Nanofiber growth and alignment in solution processed n-type naphthalene-diimide-based polymeric field-effect transistors

The nanofiber growth of an n-type conjugated polymer poly{[N,N'-bis(2-octyldodecyl)-naphthalene-1,4,5,8-bis(dicarboximide)-2,6-diyl]-alt-5,5'-(2,2'-bithiophene)}, P(NDI2OD-T2), was studied during solution processing. Highly reproducible fibrous nanostructures obtained at various dip coating speeds provide an insight into the growth mechanism of the polymer nanofibers during solution deposition and into the correlation between their morphology and charge-carrier mobility of organic field-effect transistors (OFETs). Remarkably, the nanofibers orient parallel to the dip coating direction on reaching 4 layers leading to a significantly improved charge transport between source and drain electrodes. We have observed that the morphology, thickness and orientation have great impacts on the charge carrier transport.

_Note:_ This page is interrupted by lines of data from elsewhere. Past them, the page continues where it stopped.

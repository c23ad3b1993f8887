// tests/unit_record.rs
use charnet_core::error::{CharnetError, Result};
use charnet_core::record::parser::{from_reader, from_str};
use charnet_core::record::Record;
use std::io::Cursor;

fn parse(text: &str) -> Result<Vec<Record>> {
    from_str("test", text).collect()
}

#[test]
fn test_regions_and_comments() {
    let records = parse("* cast\nAA alice\n* more cast\nAB bob the builder\n\n* chapters\n1:AA,AB\n").unwrap();
    assert_eq!(records.len(), 3);
    match &records[1] {
        Record::Vertex(v) => {
            assert_eq!(v.label, "AB");
            assert_eq!(v.name, "bob the builder");
            assert_eq!(v.line, 4);
        }
        other => panic!("expected vertex, got {other:?}"),
    }
    match &records[2] {
        Record::Chapter(c) => {
            assert_eq!(c.tag, "1");
            assert_eq!(c.groups, vec![vec!["AA".to_string(), "AB".to_string()]]);
            assert_eq!(c.line, 7);
        }
        other => panic!("expected chapter, got {other:?}"),
    }
}

#[test]
fn test_further_blank_lines_are_ignored() {
    let records = parse("AA a\n\n1:AA\n\n\n2:AA\n").unwrap();
    assert_eq!(records.len(), 3);
    assert!(matches!(records[2], Record::Chapter(ref c) if c.tag == "2"));
}

#[test]
fn test_malformed_lines() {
    let cases = [
        ("AA\n", 1, "vertex without name"),
        ("AA a\nAB \n", 2, "blank name"),
        ("AA a\n\nno colon here\n", 3, "chapter without colon"),
        ("AA a\n\n:AA\n", 3, "empty chapter tag"),
        ("AA a\n\n1:AA,,AB\n", 3, "empty label"),
        ("AA a\n\n1:AA,AA\n", 3, "repeated label in group"),
        ("A;B a\n", 1, "separator in label"),
    ];
    for (text, expected_line, desc) in cases {
        match parse(text) {
            Err(CharnetError::MalformedRecord { line, ref book, .. }) => {
                assert_eq!(line, expected_line, "Failed: {desc}");
                assert_eq!(book, "test", "Failed: {desc}");
            }
            other => panic!("Failed: {desc}: {other:?}"),
        }
    }
}

#[test]
fn test_parser_stops_after_error() {
    let mut parser = from_str("test", "AA\nAB b\n");
    assert!(matches!(parser.next(), Some(Err(_))));
    assert!(parser.next().is_none());
}

#[test]
fn test_empty_group_contributes_nothing() {
    let records = parse("AA a\nAB b\n\n1:AA,AB;;\n").unwrap();
    match &records[2] {
        Record::Chapter(c) => assert_eq!(c.pair_count(), 1),
        other => panic!("expected chapter, got {other:?}"),
    }
}

#[test]
fn test_crlf_reader() {
    let reader = Cursor::new("AA alice\r\nAB bob\r\n\r\n1:AA,AB\r\n");
    let records: Vec<Record> = from_reader("crlf", reader).collect::<Result<_>>().unwrap();
    assert_eq!(records.len(), 3);
    assert!(matches!(records[1], Record::Vertex(ref v) if v.name == "bob"));
}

We prove that the first fully covered fibrous layer is of minimum thickness for a charge carrier migration to happen in the transistor, whereas the mobility strongly rises in the subsequent 3-4 fibrous layers, which are considered to provide alternative pathways for charge carriers. The strong increase in the thickness of 3-4 layers is also attributed to the additional film alignment taking place during the dip coating process. Therefore, the type of fibrous nanostructures does not change with film thickness.